• DIRECTIONS: Reproduce the first line of the entries that follow and each later line, word for word, ending with the one containing "the default level".

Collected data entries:
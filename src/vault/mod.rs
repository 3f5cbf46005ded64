pub mod hcp;

use async_trait::async_trait;

use crate::errors::LoadError;

/// Abstraction over a remote secret store the startup hook can read from.
/// Implementations: HcpClient (HCP Vault Secrets "open app" API).
#[async_trait]
pub trait SecretSource: Send + Sync {
    /// Fetch the app's secrets and return the first value verbatim.
    /// One call, no retries.
    async fn open_first(&self) -> Result<String, LoadError>;
}
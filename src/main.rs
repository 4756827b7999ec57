use bike_weather_etl::{Pipeline, Settings};
use log::{error, info};
use std::error::Error;
use std::process::ExitCode;

#[tokio::main(flavor = "current_thread")]
async fn main() -> ExitCode {
    // RUST_LOG overrides the default level
    env_logger::Builder::from_env(env_logger::Env::default().default_filter_or("info")).init();

    let settings = Settings::from_env();
    match Pipeline::from_settings(&settings).run().await {
        Ok(summary) => {
            info!(
                "ETL run finished: {} file(s) extracted, {} row(s) loaded into {}",
                summary.files_extracted,
                summary.rows_loaded,
                summary.tables.join(", ")
            );
            ExitCode::SUCCESS
        }
        Err(e) => {
            error!("ETL run failed: {}", e);
            let mut cause = e.source();
            while let Some(inner) = cause {
                error!("  caused by: {}", inner);
                cause = inner.source();
            }
            ExitCode::FAILURE
        }
    }
}
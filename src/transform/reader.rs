//! Reading downloaded files into polars frames.

use crate::transform::error::TransformError;
use crate::utils::display_name;
use async_compression::tokio::bufread::GzipDecoder;
use log::info;
use polars::prelude::*;
use std::io::{self, Cursor};
use std::path::Path;
use tokio::io::AsyncReadExt;
use tokio::task;

const UTF8_BOM: &[u8] = b"\xEF\xBB\xBF";

/// Character encoding of a downloaded text file.
#[derive(Debug, Clone, Copy, PartialEq, Eq)]
pub(crate) enum TextEncoding {
    /// UTF-8, with or without a leading byte order mark.
    Utf8,
    /// ISO-8859-1, as used by older spreadsheet exports.
    Latin1,
}

impl TextEncoding {
    /// Re-encodes `bytes` as UTF-8 without BOM.
    pub(crate) fn to_utf8(self, bytes: Vec<u8>, path: &Path) -> Result<Vec<u8>, TransformError> {
        match self {
            TextEncoding::Utf8 => {
                let bytes = if bytes.starts_with(UTF8_BOM) {
                    bytes[UTF8_BOM.len()..].to_vec()
                } else {
                    bytes
                };
                std::str::from_utf8(&bytes)
                    .map_err(|e| TransformError::InvalidUtf8(path.to_path_buf(), e))?;
                Ok(bytes)
            }
            // every Latin-1 byte is the code point of the same value
            TextEncoding::Latin1 => Ok(bytes
                .iter()
                .map(|&b| char::from(b))
                .collect::<String>()
                .into_bytes()),
        }
    }
}

/// How a CSV file is laid out.
#[derive(Debug, Clone, Copy, PartialEq, Eq)]
pub(crate) struct CsvFormat {
    pub separator: u8,
    pub has_header: bool,
}

pub(crate) async fn read_file(path: &Path) -> Result<Vec<u8>, TransformError> {
    tokio::fs::read(path).await.map_err(|e| match e.kind() {
        io::ErrorKind::NotFound => TransformError::FileNotFound(path.to_path_buf()),
        _ => TransformError::FileRead(path.to_path_buf(), e),
    })
}

pub(crate) async fn gunzip(bytes: &[u8], path: &Path) -> Result<Vec<u8>, TransformError> {
    let mut decoder = GzipDecoder::new(bytes);
    let mut decompressed = Vec::new();
    decoder
        .read_to_end(&mut decompressed)
        .await
        .map_err(|e| TransformError::Decompress(path.to_path_buf(), e))?;
    Ok(decompressed)
}

/// Parses UTF-8 CSV bytes into a DataFrame using a blocking task.
///
/// The whole file is used for schema inference, so a column that only shows
/// decimals in its last rows still becomes a float column.
pub(crate) async fn parse_csv(
    bytes: Vec<u8>,
    format: CsvFormat,
    path: &Path,
) -> Result<DataFrame, TransformError> {
    let file = display_name(path);

    let df = task::spawn_blocking({
        let file = file.clone();
        move || {
            CsvReadOptions::default()
                .with_has_header(format.has_header)
                .with_infer_schema_length(None)
                .with_parse_options(CsvParseOptions::default().with_separator(format.separator))
                .into_reader_with_file_handle(Cursor::new(bytes))
                .finish()
                .map_err(|e| TransformError::CsvRead { file, source: e })
        }
    })
    .await??;

    info!("'{}' is successfully loaded ({} rows)", file, df.height());
    Ok(df)
}

#[cfg(test)]
mod tests {
    use super::*;
    use async_compression::tokio::write::GzipEncoder;
    use tokio::io::AsyncWriteExt;

    #[test]
    fn test_utf8_bom_is_stripped() -> Result<(), TransformError> {
        let mut bytes = UTF8_BOM.to_vec();
        bytes.extend_from_slice("Monat;Zülpicher Str.\n".as_bytes());
        let decoded = TextEncoding::Utf8.to_utf8(bytes, Path::new("x.csv"))?;
        assert_eq!(decoded, "Monat;Zülpicher Str.\n".as_bytes());
        Ok(())
    }

    #[test]
    fn test_latin1_is_reencoded() -> Result<(), TransformError> {
        // "Zülpicher" with ü as the single Latin-1 byte 0xFC
        let bytes = b"Z\xFClpicher".to_vec();
        let decoded = TextEncoding::Latin1.to_utf8(bytes, Path::new("x.csv"))?;
        assert_eq!(String::from_utf8(decoded).unwrap(), "Zülpicher");
        Ok(())
    }

    #[test]
    fn test_invalid_utf8_is_reported() {
        let result = TextEncoding::Utf8.to_utf8(b"Z\xFCl".to_vec(), Path::new("bad.csv"));
        assert!(matches!(result, Err(TransformError::InvalidUtf8(..))));
    }

    #[tokio::test]
    async fn test_gunzip_roundtrip() -> Result<(), Box<dyn std::error::Error>> {
        let mut encoder = GzipEncoder::new(Vec::new());
        encoder.write_all(b"2009,1,2.5\n").await?;
        encoder.shutdown().await?;
        let compressed = encoder.into_inner();

        let plain = gunzip(&compressed, Path::new("x.csv.gz")).await?;
        assert_eq!(plain, b"2009,1,2.5\n");
        assert!(gunzip(b"not gzip", Path::new("x.csv.gz")).await.is_err());
        Ok(())
    }

    #[tokio::test]
    async fn test_parse_semicolon_csv() -> Result<(), Box<dyn std::error::Error>> {
        let bytes = b"Monat;A;B\nJanuar;1;2.5\nFebruar;;3\n".to_vec();
        let format = CsvFormat {
            separator: b';',
            has_header: true,
        };
        let df = parse_csv(bytes, format, Path::new("t.csv")).await?;
        assert_eq!(df.shape(), (2, 3));
        assert_eq!(df.column("A")?.i64()?.get(1), None);
        assert_eq!(df.column("B")?.f64()?.get(0), Some(2.5));
        Ok(())
    }

    #[tokio::test]
    async fn test_missing_file() {
        let result = read_file(Path::new("no/such/file.csv")).await;
        assert!(matches!(result, Err(TransformError::FileNotFound(_))));
    }
}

• TASK ANSWER:
filename src/vault/mod.rs
repository 3f5cbf46005ded64
pub mod hcp;

use async_trait::async_trait;

use crate::errors::LoadError;

/// Abstraction over a remote secret store the startup hook can read from.
/// Implementations: HcpClient (HCP Vault Secrets "open app" API).
#[async_trait]
pub trait SecretSource: Send + Sync {
    /// Fetch the app's secrets and return the first value verbatim.
    /// One call, no retries.
    async fn open_first(&self) -> Result<String, LoadError>;
}
filename src/main.rs
repository 4756827b7999ec57
use bike_weather_etl::{Pipeline, Settings};
use log::{error, info};
use std::error::Error;
use std::process::ExitCode;

#[tokio::main(flavor = "current_thread")]
async fn main() -> ExitCode {
    // RUST_LOG overrides the default level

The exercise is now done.